Astragalus polysaccharide (APS) has various pharmacological effects including anti-oxidative stress and regulating blood glucose. However, the protective effects of APS on corneal nerve in type 1 diabetes (T1DM) have not been fully demonstrated. This study aims to explore the protective effects of APS on T1DM corneal neuropathy. T1DM mice were established using streptozotocin and were given APS (100, 200, and 400 mg/kg) by gavage. Additionally, primary mouse trigeminal ganglion neurons were collected to expose to 25 mmol/L high glucose (HG) and APS (50, 100, and 200 μg/mL) for 48 h. An adenosine 5'-monophosphate-activated protein kinase (AMPK) inhibitor (10 μM, Compound C, CC) was used to block the AMPK signaling pathway. Measurement of oxidative stress and Reactive Oxygen Species (ROS), corneal sensitivity, corneal epithelial wound healing, immunofluorescence and Western blotting assays were performed.
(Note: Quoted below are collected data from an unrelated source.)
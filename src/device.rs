//! The simulated device: blocks, page mapping and the host write path.
//!
//! `Device` owns the block array, the forward map (LPN to physical slot),
//! the reverse map (slot to LPN), the logical clock and every aggregate
//! counter. Writes are out-of-place: overwriting an LPN invalidates its old
//! slot and programs a fresh one picked by the allocator in `block_alloc`.
//! The reverse map is the only index GC consults during migration; the
//! forward map is never scanned.

use hashbrown::HashMap;
use log::trace;
use rand::rngs::SmallRng;
use rand::SeedableRng;

use crate::block::{Block, StreamId};
use crate::block_alloc::AllocMode;
use crate::config::SimConfig;
use crate::error::{Errno, Error, Result};
use crate::gc::GcEvent;
use crate::{BlockId, Lpn, Ppn, Step};

#[derive(Debug)]
pub struct Device {
    pub(crate) cfg: SimConfig,
    pub(crate) blocks: Vec<Block>,
    pub(crate) mapping: HashMap<Lpn, Ppn>,
    pub(crate) reverse_map: HashMap<Ppn, Lpn>,
    pub(crate) clock: Step,
    /// Current write head per stream, if any.
    pub(crate) active_block: [Option<BlockId>; StreamId::COUNT],
    /// Last write step per LPN, for recency-based hotness.
    pub(crate) lpn_last_write: HashMap<Lpn, Step>,
    pub(crate) rng: SmallRng,

    pub(crate) host_write_pages: u64,
    pub(crate) device_write_pages: u64,
    pub(crate) gc_count: u64,
    pub(crate) gc_total_time: f64,
    pub(crate) gc_durations: Vec<f64>,
    pub(crate) gc_event_log: Vec<GcEvent>,
}

impl Device {
    /// Build a device from a validated configuration.
    pub fn new(cfg: SimConfig) -> Result<Self> {
        cfg.validate()?;
        let blocks = (0..cfg.num_blocks)
            .map(|_| Block::new(cfg.pages_per_block))
            .collect();
        let rng = SmallRng::seed_from_u64(cfg.rng_seed);
        Ok(Device {
            blocks,
            mapping: HashMap::new(),
            reverse_map: HashMap::new(),
            clock: 0,
            active_block: [None; StreamId::COUNT],
            lpn_last_write: HashMap::new(),
            rng,
            host_write_pages: 0,
            device_write_pages: 0,
            gc_count: 0,
            gc_total_time: 0.0,
            gc_durations: Vec::new(),
            gc_event_log: Vec::new(),
            cfg,
        })
    }

    /// Service one host page write to `lpn`.
    ///
    /// Invalidates the previous location (if mapped), routes the write to a
    /// stream, allocates a page on the destination head and records the new
    /// mapping. Fails with `OutOfSpace` when no destination exists.
    pub fn write(&mut self, lpn: Lpn) -> Result<()> {
        self.clock += 1;

        if let Some(&(b, p)) = self.mapping.get(&lpn) {
            self.blocks[b].invalidate(p, self.clock, self.cfg.ewma_lambda);
            self.reverse_map.remove(&(b, p));
        }

        let stream = self.route_stream(lpn);
        let mut dst = self
            .acquire_dest_block(AllocMode::Host, stream)
            .map_err(host_out_of_space)?;
        let page = match self.blocks[dst].allocate_free_page() {
            Some(page) => page,
            None => {
                // Head exhausted between selection and allocation: rotate
                // once and retry.
                self.active_block[stream.index()] = None;
                dst = self
                    .acquire_dest_block(AllocMode::Host, stream)
                    .map_err(host_out_of_space)?;
                self.blocks[dst].allocate_free_page().ok_or(Error::with_msg(
                    Errno::AllocatorInconsistency,
                    "head rotated onto a block without free pages",
                ))?
            }
        };

        self.mapping.insert(lpn, (dst, page));
        self.reverse_map.insert((dst, page), lpn);
        self.lpn_last_write.insert(lpn, self.clock);
        self.blocks[dst].mark_programmed(self.clock);
        self.host_write_pages += 1;
        self.device_write_pages += 1;
        trace!("write lpn={} -> ({}, {}) step={}", lpn, dst, page, self.clock);
        Ok(())
    }

    /// Discard `lpn`. Unmapped LPNs are a no-op beyond the clock tick; no
    /// host or device write is counted either way.
    pub fn trim(&mut self, lpn: Lpn) {
        self.clock += 1;
        let Some((b, p)) = self.mapping.remove(&lpn) else {
            return;
        };
        self.blocks[b].invalidate(p, self.clock, self.cfg.ewma_lambda);
        self.reverse_map.remove(&(b, p));
        self.blocks[b].mark_trimmed();
        self.lpn_last_write.remove(&lpn);
        trace!("trim lpn={} freed ({}, {}) step={}", lpn, b, p, self.clock);
    }

    /// Erase a block and drop any write head parked on it.
    pub(crate) fn erase_block(&mut self, idx: BlockId) {
        self.blocks[idx].erase();
        for head in self.active_block.iter_mut() {
            if *head == Some(idx) {
                *head = None;
            }
        }
    }

    pub fn config(&self) -> &SimConfig {
        &self.cfg
    }

    pub fn blocks(&self) -> &[Block] {
        &self.blocks
    }

    pub fn num_blocks(&self) -> usize {
        self.blocks.len()
    }

    pub fn clock(&self) -> Step {
        self.clock
    }

    pub fn total_pages(&self) -> usize {
        self.cfg.total_pages()
    }

    pub fn free_pages(&self) -> usize {
        self.blocks.iter().map(|b| b.free_count()).sum()
    }

    /// Number of completely-free blocks.
    pub fn free_blocks(&self) -> usize {
        self.blocks.iter().filter(|b| b.is_fully_free()).count()
    }

    pub fn mapped_lpns(&self) -> usize {
        self.mapping.len()
    }

    pub fn lookup(&self, lpn: Lpn) -> Option<Ppn> {
        self.mapping.get(&lpn).copied()
    }

    pub fn host_write_pages(&self) -> u64 {
        self.host_write_pages
    }

    pub fn device_write_pages(&self) -> u64 {
        self.device_write_pages
    }

    /// Write amplification so far; 0 until the first host write.
    pub fn waf(&self) -> f64 {
        if self.host_write_pages == 0 {
            return 0.0;
        }
        self.device_write_pages as f64 / self.host_write_pages as f64
    }

    pub fn gc_count(&self) -> u64 {
        self.gc_count
    }

    pub fn gc_total_time(&self) -> f64 {
        self.gc_total_time
    }

    pub fn gc_durations(&self) -> &[f64] {
        &self.gc_durations
    }

    pub fn gc_event_log(&self) -> &[GcEvent] {
        &self.gc_event_log
    }

    pub fn erase_counts(&self) -> Vec<u64> {
        self.blocks.iter().map(|b| b.erase_count()).collect()
    }

    /// Pick uniformly among `candidates` with the device RNG.
    pub(crate) fn choose(&mut self, candidates: &[BlockId]) -> Option<BlockId> {
        use rand::Rng;
        if candidates.is_empty() {
            return None;
        }
        Some(candidates[self.rng.random_range(0..candidates.len())])
    }
}

/// A host write that cannot find any destination is out of space; other
/// allocator failures pass through unchanged.
fn host_out_of_space(err: Error) -> Error {
    if err.errno() == Errno::NoDestination {
        Error::with_msg(Errno::OutOfSpace, "no destination block for host write")
    } else {
        err
    }
}

#[cfg(test)]
impl Device {
    /// Structural invariant battery used across the test suite.
    pub(crate) fn assert_consistent(&self) {
        use crate::block::PageState;

        let ppb = self.cfg.pages_per_block;
        for (i, blk) in self.blocks.iter().enumerate() {
            let mut valid = 0;
            let mut invalid = 0;
            for p in 0..ppb {
                match blk.page(p) {
                    PageState::Valid => valid += 1,
                    PageState::Invalid => invalid += 1,
                    PageState::Free => {}
                }
            }
            assert_eq!(blk.valid_count(), valid, "valid counter drift in block {}", i);
            assert_eq!(
                blk.invalid_count(),
                invalid,
                "invalid counter drift in block {}",
                i
            );
            assert_eq!(blk.valid_count() + blk.invalid_count() + blk.free_count(), ppb);
        }

        let total_valid: usize = self.blocks.iter().map(|b| b.valid_count()).sum();
        assert_eq!(total_valid, self.mapping.len());
        assert_eq!(self.reverse_map.len(), self.mapping.len());

        for (&lpn, &(b, p)) in self.mapping.iter() {
            assert_eq!(self.blocks[b].page(p), PageState::Valid);
            assert_eq!(self.reverse_map.get(&(b, p)), Some(&lpn));
        }
        for (i, blk) in self.blocks.iter().enumerate() {
            for p in 0..ppb {
                if blk.page(p) == PageState::Valid {
                    let lpn = *self
                        .reverse_map
                        .get(&(i, p))
                        .expect("valid slot missing from reverse map");
                    assert_eq!(self.mapping.get(&lpn), Some(&(i, p)));
                }
            }
        }

        assert!(self.host_write_pages <= self.device_write_pages);
    }
}

#[cfg(test)]
mod tests {
    use super::*;
    use crate::block::PageState;

    fn small_device() -> Device {
        let cfg = SimConfig {
            num_blocks: 4,
            pages_per_block: 4,
            user_capacity_ratio: 1.0,
            gc_free_block_threshold: 0.0,
            rng_seed: 1,
            ..Default::default()
        };
        Device::new(cfg).unwrap()
    }

    #[test]
    fn rejects_invalid_config() {
        let cfg = SimConfig {
            pages_per_block: 0,
            ..Default::default()
        };
        assert_eq!(
            Device::new(cfg).unwrap_err().errno(),
            Errno::InvalidConfig
        );
    }

    #[test]
    fn write_maps_and_counts() {
        let mut dev = small_device();
        dev.write(7).unwrap();
        assert_eq!(dev.clock(), 1);
        assert_eq!(dev.host_write_pages(), 1);
        assert_eq!(dev.device_write_pages(), 1);
        let (b, p) = dev.lookup(7).unwrap();
        assert_eq!(dev.blocks()[b].page(p), PageState::Valid);
        assert_eq!(dev.blocks()[b].last_prog_step(), 1);
        dev.assert_consistent();
    }

    #[test]
    fn overwrite_is_out_of_place() {
        let mut dev = small_device();
        dev.write(3).unwrap();
        let old = dev.lookup(3).unwrap();
        dev.write(3).unwrap();
        let new = dev.lookup(3).unwrap();
        assert_ne!(old, new);
        assert_eq!(dev.blocks()[old.0].page(old.1), PageState::Invalid);
        assert_eq!(dev.blocks()[old.0].last_invalid_step(), 2);
        assert!(dev.blocks()[old.0].inv_ewma() > 0.0);
        assert_eq!(dev.mapped_lpns(), 1);
        dev.assert_consistent();
    }

    #[test]
    fn trim_unmaps_without_counting_writes() {
        let mut dev = small_device();
        dev.write(0).unwrap();
        let (b, p) = dev.lookup(0).unwrap();
        dev.trim(0);
        assert_eq!(dev.clock(), 2);
        assert_eq!(dev.lookup(0), None);
        assert_eq!(dev.blocks()[b].page(p), PageState::Invalid);
        assert_eq!(dev.blocks()[b].trimmed_pages(), 1);
        assert_eq!(dev.host_write_pages(), 1);
        assert_eq!(dev.device_write_pages(), 1);
        dev.assert_consistent();
    }

    #[test]
    fn trim_of_unmapped_lpn_only_ticks_the_clock() {
        let mut dev = small_device();
        dev.trim(99);
        assert_eq!(dev.clock(), 1);
        assert_eq!(dev.mapped_lpns(), 0);
        assert_eq!(dev.free_pages(), dev.total_pages());
        dev.assert_consistent();
    }

    #[test]
    fn fill_and_overwrite_round() {
        // Geometry 4x4, threshold 0, greedy never consulted: two rounds of
        // writes to the same four LPNs stay within two blocks and fire no GC.
        let mut dev = small_device();
        for lpn in [0, 1, 2, 3, 0, 1, 2, 3] {
            dev.write(lpn).unwrap();
        }
        assert_eq!(dev.host_write_pages(), 8);
        assert_eq!(dev.device_write_pages(), 8);
        assert_eq!(dev.gc_count(), 0);
        assert_eq!(dev.mapped_lpns(), 4);
        let touched = dev.blocks().iter().filter(|b| b.used() > 0).count();
        assert_eq!(touched, 2);
        dev.assert_consistent();
    }

    #[test]
    fn recency_updates_on_each_write() {
        let mut dev = small_device();
        dev.write(5).unwrap();
        dev.write(6).unwrap();
        dev.write(5).unwrap();
        assert_eq!(dev.lpn_last_write.get(&5), Some(&3));
        assert_eq!(dev.lpn_last_write.get(&6), Some(&2));
        dev.trim(5);
        assert_eq!(dev.lpn_last_write.get(&5), None);
    }
}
APS decreased blood glucose and levels of malondialdehyde (MDA) and ROS in T1DM mice, while APS increased weight, levels of superoxide dismutase (SOD), glutathione (GSH), corneal sensitivity and corneal neural length, along with enhancing corneal epithelial wound healing ability. APS promoted neuron growth and decreased ROS levels in TG neurons exposing HG. Notably, APS increased relative levels of p-AMPK, microtubule-Associated Protein 1 Light Chain 3 (LC3)-II and Autophagy related 4B cysteine peptidase (Atg4b), while decreased p-mechanistic target of rapamycin kinase (mTOR). CC partially antagonized the beneficial effects of APS on TG neurons and activation of AMPK-dependent Autophagy. This study clarified the protective effects of APS on corneal nerve function in T1DM, and one key mechanism was AMPK-dependent Autophagy.

AMPK; Astragalus polysaccharide; Autophagy; Corneal neuropathy; Type 1 diabetes.